On September 23, the case involving Mediator began in Paris. Starting in the late 1970s, this anti-diabetic drug was also sold as an appetite suppressant in France. Dr. Grégoire Le Gal, a professor at the University of Ottawa's Faculty of Medicine, conducted a study proving that Mediator was responsible for serious heart complications, causing thousands of hospitalizations and hundreds of deaths.
Here is what he told The Gazette.
By Linda Scales
The Faculty of Medicine’s Grégoire Le Gal wasn’t looking to be involved in one of France’s most significant pharmaceutical scandals. But when he took a call in 2009 from pulmonologist Dr. Irène Frachon, also from Brest, France, he knew he had to do the right thing.
On that call he learned that Mediator (also known as Benfluorex), an anti-diabetic drug sold to French citizens as an appetite suppressant, was the cause of severe valvular heart disease—a condition that often needs to be treated with open heart surgery.
He says that Dr. Frachon believed this despite receiving pushback from Mediator’s manufacturer, Servier Laboratories, and health authorities telling her that there was nothing to worry about.
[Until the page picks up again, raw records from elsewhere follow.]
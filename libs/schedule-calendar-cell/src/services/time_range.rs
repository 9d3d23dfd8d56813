use chrono::NaiveTime;

use crate::error::CalendarError;
use crate::models::SlotTimeRange;

/// Parses a slot time such as `"07:00-08:30"`.
pub fn parse_slot_time(value: &str) -> Result<SlotTimeRange, CalendarError> {
    let (start_raw, end_raw) = value
        .split_once('-')
        .ok_or_else(|| CalendarError::MissingRangeSeparator(value.to_string()))?;

    let start = parse_clock(value, start_raw)?;
    let end = parse_clock(value, end_raw)?;

    if start >= end {
        return Err(CalendarError::EmptyRange(value.to_string()));
    }

    Ok(SlotTimeRange { start, end })
}

fn parse_clock(value: &str, part: &str) -> Result<NaiveTime, CalendarError> {
    let malformed = || CalendarError::MalformedClock {
        value: value.to_string(),
        part: part.trim().to_string(),
    };

    let (hour, minute) = part.trim().split_once(':').ok_or_else(malformed)?;
    let hour = clock_number(hour).ok_or_else(malformed)?;
    let minute = clock_number(minute).ok_or_else(malformed)?;

    NaiveTime::from_hms_opt(hour, minute, 0)
        .ok_or_else(|| CalendarError::ClockOutOfRange(value.to_string()))
}

// digits only: `u32::from_str` would also take a leading `+`
fn clock_number(digits: &str) -> Option<u32> {
    if digits.is_empty() || !digits.bytes().all(|b| b.is_ascii_digit()) {
        return None;
    }
    digits.parse().ok()
}
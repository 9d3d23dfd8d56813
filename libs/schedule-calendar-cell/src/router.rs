use std::sync::Arc;

use axum::{
    middleware,
    routing::get,
    Router,
};

use shared_config::AppConfig;
use shared_utils::extractor::auth_middleware;

use crate::handlers;

pub fn calendar_routes(state: Arc<AppConfig>) -> Router {
    Router::new()
        .route("/events", get(handlers::get_calendar_events))
        .route("/events/by-date", get(handlers::get_events_by_date))
        .route("/events/date/{date}", get(handlers::get_events_on_date))
        .route("/events/month", get(handlers::get_events_for_month))
        .route("/events/upcoming", get(handlers::get_upcoming_events))
        .route("/events/distribution", get(handlers::get_status_distribution))
        .route("/stats", get(handlers::get_schedule_stats))
        .layer(middleware::from_fn_with_state(state.clone(), auth_middleware))
        .with_state(state)
}
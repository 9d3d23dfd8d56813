use chrono::{Local, NaiveDate};

use schedule_calendar_cell::models::*;
use schedule_calendar_cell::services::stats::{
    compute_stats, overall_stats, stats_for_date, today_stats,
};

fn date(y: i32, m: u32, d: u32) -> NaiveDate {
    NaiveDate::from_ymd_opt(y, m, d).unwrap()
}

fn day(id: &str, on: NaiveDate, statuses: &[SlotStatus]) -> WeekDay {
    WeekDay {
        id: id.to_string(),
        date: on,
        slots: statuses
            .iter()
            .enumerate()
            .map(|(i, status)| Slot {
                id: format!("{}-{}", id, i),
                time: format!("{:02}:00-{:02}:00", 7 + i, 8 + i),
                status: *status,
            })
            .collect(),
    }
}

fn schedule(week_days: Vec<WeekDay>) -> ScheduleEntry {
    ScheduleEntry {
        id: "sch".to_string(),
        doctor_id: "doc".to_string(),
        doctor_name: "Dr. Test".to_string(),
        week_days,
    }
}

#[test]
fn test_single_day_scenario_stats() {
    let schedules = vec![schedule(vec![day(
        "d",
        date(2024, 6, 10),
        &[SlotStatus::Free, SlotStatus::Booked],
    )])];

    assert_eq!(
        overall_stats(&schedules),
        ScheduleStats {
            total_slots: 2,
            free_slots: 1,
            booked_slots: 1,
            absent_slots: 0,
            utilization_rate: 50,
            availability_rate: 50,
        }
    );
}

#[test]
fn test_empty_scope_has_zero_rates() {
    assert_eq!(overall_stats(&[]), ScheduleStats::default());

    let only_empty_day = vec![schedule(vec![day("d", date(2024, 6, 10), &[])])];
    let stats = overall_stats(&only_empty_day);
    assert_eq!(stats.total_slots, 0);
    assert_eq!(stats.utilization_rate, 0);
    assert_eq!(stats.availability_rate, 0);
}

#[test]
fn test_counts_add_up_in_every_scope() {
    use SlotStatus::*;

    let schedules = vec![
        schedule(vec![
            day("a", date(2024, 6, 10), &[Free, Booked, Absent, Booked]),
            day("b", date(2024, 6, 11), &[Absent, Absent, Free]),
        ]),
        schedule(vec![day("c", date(2024, 6, 10), &[Booked, Booked, Free])]),
    ];

    for scope in [
        StatsScope::All,
        StatsScope::Day(date(2024, 6, 10)),
        StatsScope::Day(date(2024, 6, 11)),
        StatsScope::Day(date(2024, 6, 12)),
    ] {
        let stats = compute_stats(&schedules, scope);
        assert_eq!(
            stats.free_slots + stats.booked_slots + stats.absent_slots,
            stats.total_slots
        );
        assert!(stats.utilization_rate <= 100);
        assert!(stats.availability_rate <= 100);
    }

    let all = overall_stats(&schedules);
    assert_eq!(all.total_slots, 10);
    assert_eq!(all.booked_slots, 4);
    assert_eq!(all.utilization_rate, 40);
    assert_eq!(all.availability_rate, 30);

    let tenth = stats_for_date(&schedules, date(2024, 6, 10));
    assert_eq!(tenth.total_slots, 7);
    assert_eq!(tenth.booked_slots, 4);
    assert_eq!(tenth.utilization_rate, 57);
    assert_eq!(tenth.availability_rate, 29);
}

#[test]
fn test_malformed_times_do_not_affect_counts() {
    let mut schedules = vec![schedule(vec![day("d", date(2024, 6, 10), &[SlotStatus::Free])])];
    schedules[0].week_days[0].slots[0].time = "garbage".to_string();

    assert_eq!(overall_stats(&schedules).free_slots, 1);
}

#[test]
fn test_today_stats_only_counts_local_today() {
    let today = Local::now().date_naive();
    let yesterday = today.pred_opt().unwrap();

    let schedules = vec![schedule(vec![
        day("today", today, &[SlotStatus::Booked, SlotStatus::Free, SlotStatus::Free, SlotStatus::Free]),
        day("yesterday", yesterday, &[SlotStatus::Booked]),
    ])];

    let stats = today_stats(&schedules);
    assert_eq!(stats.total_slots, 4);
    assert_eq!(stats.booked_slots, 1);
    assert_eq!(stats.utilization_rate, 25);
    assert_eq!(stats.availability_rate, 75);
}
She called on Le Gal because she needed help proving her hypothesis; it was going to be difficult convincing the health authorities that such a severe side effect could be discovered after the drug had been on the market for more than 30 years.
“I mostly designed and conducted a study that demonstrated the association between the use of the drug and the disease,” says Le Gal. “I liked that challenge.”
His study helped link Mediator to approximately 500 deaths and another 3,500 hospitalizations.
On Monday, September 23, 2019 – nearly ten years after the drug was removed from store shelves – the case will be heard in criminal court.
This David and Goliath story was told in the acclaimed film, La Fille de Brest. Based upon Mediator 150 mg : Combien de morts? (Mediator 150 mg: How many deaths?), the 2010 book by Dr. Frachon in which she tells of her battle to have Mediator removed from the market.
The movie was first screened at the 2016 Toronto International Film Festival and has since been nominated for several awards including France’s Césars. In the movie, Le Gal was loosely portrayed by the character Antoine Le Bihan.
“He was sort of a mix of my actual role in the story with that of many others who were less supportive,” says Le Gal.
Born and educated in France, Le Gal joined the University in 2012 as a professor and a clinician scientist conducting research on venous thrombosis in the Division of Hematology. He also works at the Montfort Hospital.
Le Gal says that as a doctor the scandal reminded him that both doctors and patients need to be vigilant.
“It’s important to be wary of any unusual symptoms in patients taking medications, and to question the possibility of these being side effects – even if there is no obvious relationship,” he says. “These things don’t happen only in movies!